NUDILLOS DE NIEBLA

En la entrada de ayer se me llenaban los nudillos de niebla. Bueno. Ocurre de cuando en cuando. Supongo que hay que engrasar el alma cada poco y a veces a uno le traspasa la tristeza, la melancolía y esos pequeños lujos del alma. El poeta, ya se sabe, es un fingidor que finge... así que, bueno, tampoco me eches demasiada cuenta. Importante es que estés tú bien, que las nubes no vengan, que a lo lejos cintile el mar, que no te duelan los huesos, que suene ese gallo janisjopilano de mi vecino Dámaso, que el sol ronque ahí arriba, que los castaños de allí lejos se vean verdes y frondosos. Luego, todo lo demás.
Hoy un poema de Taller de máscaras (ed. Renacimiento, 2001) que da cuenta de esos intrusos que sin esperarlos llegan a tu casa, se sientan en tu sofá y acaban por colarse en tu corazón, provocándole la niebla. Con este poema y otros de su serie quise hacer algo en principio imposible, como era escribir sonetos en verso libre. Lo curioso es que mantiene un cierto soniquete que aún me suena a soneto. De otra manera, claro, porque ni siquiera su métrica es regular.

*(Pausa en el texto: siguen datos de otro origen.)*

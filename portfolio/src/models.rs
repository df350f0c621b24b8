use serde::de::DeserializeOwned;
use serde::{Deserialize, Serialize};
use serde_json::{Map, Value};
use std::fmt;

/// Value of the `Github` field for repositories that are not public.
pub const PRIVATE_REPO: &str = "Private";

#[derive(Debug, Clone, Copy, PartialEq, Eq, Hash, Serialize, Deserialize)]
#[serde(rename_all = "lowercase")]
pub enum Collection {
    Projects,
    Certificates,
}

impl Collection {
    pub const ALL: [Collection; 2] = [Collection::Projects, Collection::Certificates];

    /// Collection name in the document store, also the mirror key.
    pub fn as_str(&self) -> &'static str {
        match self {
            Collection::Projects => "projects",
            Collection::Certificates => "certificates",
        }
    }

    pub fn parse(name: &str) -> Option<Self> {
        Self::ALL.into_iter().find(|c| c.as_str() == name)
    }
}

impl fmt::Display for Collection {
    fn fmt(&self, f: &mut fmt::Formatter<'_>) -> fmt::Result {
        f.write_str(self.as_str())
    }
}

/// An untyped document as returned by the store, before schema conversion.
#[derive(Debug, Clone, PartialEq, Default)]
pub struct Document {
    pub id: String,
    pub fields: Map<String, Value>,
}

impl Document {
    pub fn new(id: impl Into<String>, fields: Value) -> Self {
        let fields = match fields {
            Value::Object(map) => map,
            _ => Map::new(),
        };
        Document {
            id: id.into(),
            fields,
        }
    }

    fn string(&self, key: &str) -> Option<String> {
        self.fields
            .get(key)
            .and_then(Value::as_str)
            .map(str::to_owned)
    }

    fn strings(&self, key: &str) -> Vec<String> {
        match self.fields.get(key) {
            Some(Value::Array(items)) => items
                .iter()
                .filter_map(|item| item.as_str().map(str::to_owned))
                .collect(),
            _ => Vec::new(),
        }
    }
}

/// A typed record that can be read from a store collection and mirrored.
pub trait Record: Serialize + DeserializeOwned + Clone + Send + Sync + 'static {
    const COLLECTION: Collection;

    fn from_document(document: Document) -> Self;
}

#[derive(Debug, Clone, PartialEq, Eq, Default, Serialize, Deserialize)]
pub struct Project {
    #[serde(default, skip_serializing_if = "Option::is_none")]
    pub id: Option<String>,
    #[serde(rename = "Title", default, skip_serializing_if = "Option::is_none")]
    pub title: Option<String>,
    #[serde(rename = "Description", default, skip_serializing_if = "Option::is_none")]
    pub description: Option<String>,
    #[serde(rename = "Img", default, skip_serializing_if = "Option::is_none")]
    pub img: Option<String>,
    #[serde(rename = "Link", default, skip_serializing_if = "Option::is_none")]
    pub link: Option<String>,
    #[serde(rename = "Github", default, skip_serializing_if = "Option::is_none")]
    pub github: Option<String>,
    #[serde(rename = "TechStack", default)]
    pub tech_stack: Vec<String>,
    #[serde(rename = "Features", default)]
    pub features: Vec<String>,
}

/// Where a project's source code lives, as far as the viewer is concerned.
#[derive(Debug, Clone, Copy, PartialEq, Eq)]
pub enum SourceRepo<'a> {
    Private,
    Public(&'a str),
    Missing,
}

impl Project {
    /// Identifier, treating a blank id as absent.
    pub fn id(&self) -> Option<&str> {
        non_blank(self.id.as_deref())
    }

    /// Demo link, treating a blank link as absent.
    pub fn demo_link(&self) -> Option<&str> {
        non_blank(self.link.as_deref())
    }

    pub fn source(&self) -> SourceRepo<'_> {
        match non_blank(self.github.as_deref()) {
            Some(PRIVATE_REPO) => SourceRepo::Private,
            Some(url) => SourceRepo::Public(url),
            None => SourceRepo::Missing,
        }
    }
}

impl Record for Project {
    const COLLECTION: Collection = Collection::Projects;

    fn from_document(document: Document) -> Self {
        Project {
            title: document.string("Title"),
            description: document.string("Description"),
            img: document.string("Img"),
            link: document.string("Link"),
            github: document.string("Github"),
            tech_stack: document.strings("TechStack"),
            features: document.strings("Features"),
            id: non_blank(document.string("id").as_deref())
                .or(non_blank(Some(document.id.as_str())))
                .map(str::to_owned),
        }
    }
}

#[derive(Debug, Clone, PartialEq, Eq, Default, Serialize, Deserialize)]
pub struct Certificate {
    #[serde(rename = "Img", default, skip_serializing_if = "Option::is_none")]
    pub img: Option<String>,
}

impl Record for Certificate {
    const COLLECTION: Collection = Collection::Certificates;

    fn from_document(document: Document) -> Self {
        Certificate {
            img: document.string("Img"),
        }
    }
}

#[derive(Debug, Clone, Copy, PartialEq, Eq, Serialize, Deserialize)]
#[serde(rename_all = "lowercase")]
pub enum NoticeKind {
    Info,
    Success,
    Error,
}

/// A modal message shown to the visitor.
#[derive(Debug, Clone, PartialEq, Eq, Serialize, Deserialize)]
pub struct Notice {
    pub kind: NoticeKind,
    pub title: String,
    pub text: String,
}

impl Notice {
    pub fn info(title: impl Into<String>, text: impl Into<String>) -> Self {
        Self::with_kind(NoticeKind::Info, title, text)
    }

    pub fn success(title: impl Into<String>, text: impl Into<String>) -> Self {
        Self::with_kind(NoticeKind::Success, title, text)
    }

    pub fn error(title: impl Into<String>, text: impl Into<String>) -> Self {
        Self::with_kind(NoticeKind::Error, title, text)
    }

    fn with_kind(kind: NoticeKind, title: impl Into<String>, text: impl Into<String>) -> Self {
        Notice {
            kind,
            title: title.into(),
            text: text.into(),
        }
    }
}

fn non_blank(value: Option<&str>) -> Option<&str> {
    value.filter(|v| !v.trim().is_empty())
}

A veces viene y se queda a vivir en mis camisas
y juega con mis perros y calza mis zapatos.
Ocupa mi parte en esta cama
y pasea como un padre ante mis hijos.

A veces la sorprendo borrándome los pasos,

sus ojos velan mis pupilas;
su voz en nada se distingue de mi voz
y hasta en mis manos leo las líneas de las suyas.


A veces me pongo a confesar frente al espejo
sus torpezas. Indecisa, torpe, acaso ciega
huye de mí y luego vuelve. No la llamo:

cómo llamarla si no atiende a la voz con que la nombro,
si al cabo desmiente mis versos, mis palabras,
y se va luego, desdeñosa, infiel, tan de repente.